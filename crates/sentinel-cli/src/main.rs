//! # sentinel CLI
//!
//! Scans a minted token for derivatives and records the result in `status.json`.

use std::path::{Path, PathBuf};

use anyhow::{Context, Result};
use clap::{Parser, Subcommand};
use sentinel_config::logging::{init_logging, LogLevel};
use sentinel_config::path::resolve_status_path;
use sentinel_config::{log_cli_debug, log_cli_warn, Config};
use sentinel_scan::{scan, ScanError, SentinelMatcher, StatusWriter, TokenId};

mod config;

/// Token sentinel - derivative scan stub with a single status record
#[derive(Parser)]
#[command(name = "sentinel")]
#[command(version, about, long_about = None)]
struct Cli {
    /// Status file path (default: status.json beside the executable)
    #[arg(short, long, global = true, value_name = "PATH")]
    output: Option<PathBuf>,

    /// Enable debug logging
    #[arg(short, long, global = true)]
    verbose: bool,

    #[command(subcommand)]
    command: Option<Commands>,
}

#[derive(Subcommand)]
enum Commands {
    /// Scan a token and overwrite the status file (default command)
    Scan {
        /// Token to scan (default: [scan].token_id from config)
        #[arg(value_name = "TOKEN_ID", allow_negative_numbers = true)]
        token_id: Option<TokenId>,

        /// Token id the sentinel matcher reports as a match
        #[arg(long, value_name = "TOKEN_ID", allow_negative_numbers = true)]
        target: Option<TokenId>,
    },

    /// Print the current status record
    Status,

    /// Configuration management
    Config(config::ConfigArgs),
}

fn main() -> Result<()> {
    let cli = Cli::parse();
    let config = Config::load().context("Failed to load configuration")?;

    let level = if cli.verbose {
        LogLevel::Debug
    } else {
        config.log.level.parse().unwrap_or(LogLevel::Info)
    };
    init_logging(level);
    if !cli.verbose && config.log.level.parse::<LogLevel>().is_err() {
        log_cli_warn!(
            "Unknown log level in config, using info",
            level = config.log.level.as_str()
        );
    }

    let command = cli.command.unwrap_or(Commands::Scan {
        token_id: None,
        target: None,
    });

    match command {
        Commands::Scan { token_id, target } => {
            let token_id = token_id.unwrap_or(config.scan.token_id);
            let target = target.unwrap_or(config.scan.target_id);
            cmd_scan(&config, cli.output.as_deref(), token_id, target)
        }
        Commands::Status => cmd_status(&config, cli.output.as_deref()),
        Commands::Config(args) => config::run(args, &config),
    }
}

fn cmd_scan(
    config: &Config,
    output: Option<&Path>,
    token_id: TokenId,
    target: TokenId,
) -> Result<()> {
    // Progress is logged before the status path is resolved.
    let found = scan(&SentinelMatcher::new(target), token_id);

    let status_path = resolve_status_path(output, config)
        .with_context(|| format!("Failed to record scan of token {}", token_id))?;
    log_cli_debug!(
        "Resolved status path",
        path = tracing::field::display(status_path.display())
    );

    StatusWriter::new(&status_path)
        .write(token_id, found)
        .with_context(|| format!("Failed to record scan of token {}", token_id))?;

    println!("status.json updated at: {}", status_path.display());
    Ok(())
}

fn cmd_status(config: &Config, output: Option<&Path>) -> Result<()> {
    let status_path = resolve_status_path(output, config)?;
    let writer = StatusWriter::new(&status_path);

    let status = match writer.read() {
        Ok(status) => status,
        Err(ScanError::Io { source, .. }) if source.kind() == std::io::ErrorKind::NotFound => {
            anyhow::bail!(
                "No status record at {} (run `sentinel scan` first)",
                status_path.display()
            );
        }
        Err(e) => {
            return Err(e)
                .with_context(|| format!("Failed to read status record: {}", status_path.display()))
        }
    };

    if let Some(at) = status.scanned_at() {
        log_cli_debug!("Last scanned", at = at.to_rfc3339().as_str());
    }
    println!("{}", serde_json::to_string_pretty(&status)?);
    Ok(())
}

- _Description of the task_
Everything in the data above should be output exactly as it stands.

- _Reply to the exercise_
filename crates/sentinel-cli/src/main.rs
//! # sentinel CLI
//!
//! Scans a minted token for derivatives and records the result in `status.json`.

use std::path::{Path, PathBuf};

use anyhow::{Context, Result};
use clap::{Parser, Subcommand};
use sentinel_config::logging::{init_logging, LogLevel};
use sentinel_config::path::resolve_status_path;
use sentinel_config::{log_cli_debug, log_cli_warn, Config};
use sentinel_scan::{scan, ScanError, SentinelMatcher, StatusWriter, TokenId};

mod config;

/// Token sentinel - derivative scan stub with a single status record
#[derive(Parser)]
#[command(name = "sentinel")]
#[command(version, about, long_about = None)]
struct Cli {
    /// Status file path (default: status.json beside the executable)
    #[arg(short, long, global = true, value_name = "PATH")]
    output: Option<PathBuf>,

    /// Enable debug logging
    #[arg(short, long, global = true)]
    verbose: bool,

    #[command(subcommand)]
    command: Option<Commands>,
}

#[derive(Subcommand)]
enum Commands {
    /// Scan a token and overwrite the status file (default command)
    Scan {
        /// Token to scan (default: [scan].token_id from config)
        #[arg(value_name = "TOKEN_ID", allow_negative_numbers = true)]
        token_id: Option<TokenId>,

        /// Token id the sentinel matcher reports as a match
        #[arg(long, value_name = "TOKEN_ID", allow_negative_numbers = true)]
        target: Option<TokenId>,
    },

    /// Print the current status record
    Status,

    /// Configuration management
    Config(config::ConfigArgs),
}

fn main() -> Result<()> {
    let cli = Cli::parse();
    let config = Config::load().context("Failed to load configuration")?;

    let level = if cli.verbose {
        LogLevel::Debug
    } else {
        config.log.level.parse().unwrap_or(LogLevel::Info)
    };
    init_logging(level);
    if !cli.verbose && config.log.level.parse::<LogLevel>().is_err() {
        log_cli_warn!(
            "Unknown log level in config, using info",
            level = config.log.level.as_str()
        );
    }

    let command = cli.command.unwrap_or(Commands::Scan {
        token_id: None,
        target: None,
    });

    match command {
        Commands::Scan { token_id, target } => {
            let token_id = token_id.unwrap_or(config.scan.token_id);
            let target = target.unwrap_or(config.scan.target_id);
            cmd_scan(&config, cli.output.as_deref(), token_id, target)
        }
        Commands::Status => cmd_status(&config, cli.output.as_deref()),
        Commands::Config(args) => config::run(args, &config),
    }
}

fn cmd_scan(
    config: &Config,
    output: Option<&Path>,
    token_id: TokenId,
    target: TokenId,
) -> Result<()> {
    // Progress is logged before the status path is resolved.
    let found = scan(&SentinelMatcher::new(target), token_id);

    let status_path = resolve_status_path(output, config)
        .with_context(|| format!("Failed to record scan of token {}", token_id))?;
    log_cli_debug!(
        "Resolved status path",
        path = tracing::field::display(status_path.display())
    );

    StatusWriter::new(&status_path)
        .write(token_id, found)
        .with_context(|| format!("Failed to record scan of token {}", token_id))?;

    println!("status.json updated at: {}", status_path.display());
    Ok(())
}

fn cmd_status(config: &Config, output: Option<&Path>) -> Result<()> {
    let status_path = resolve_status_path(output, config)?;
    let writer = StatusWriter::new(&status_path);

    let status = match writer.read() {
        Ok(status) => status,
        Err(ScanError::Io { source, .. }) if source.kind() == std::io::ErrorKind::NotFound => {
            anyhow::bail!(
                "No status record at {} (run `sentinel scan` first)",
                status_path.display()
            );
        }
        Err(e) => {
            return Err(e)
                .with_context(|| format!("Failed to read status record: {}", status_path.display()))
        }
    };

    if let Some(at) = status.scanned_at() {
        log_cli_debug!("Last scanned", at = at.to_rfc3339().as_str());
    }
    println!("{}", serde_json::to_string_pretty(&status)?);
    Ok(())
}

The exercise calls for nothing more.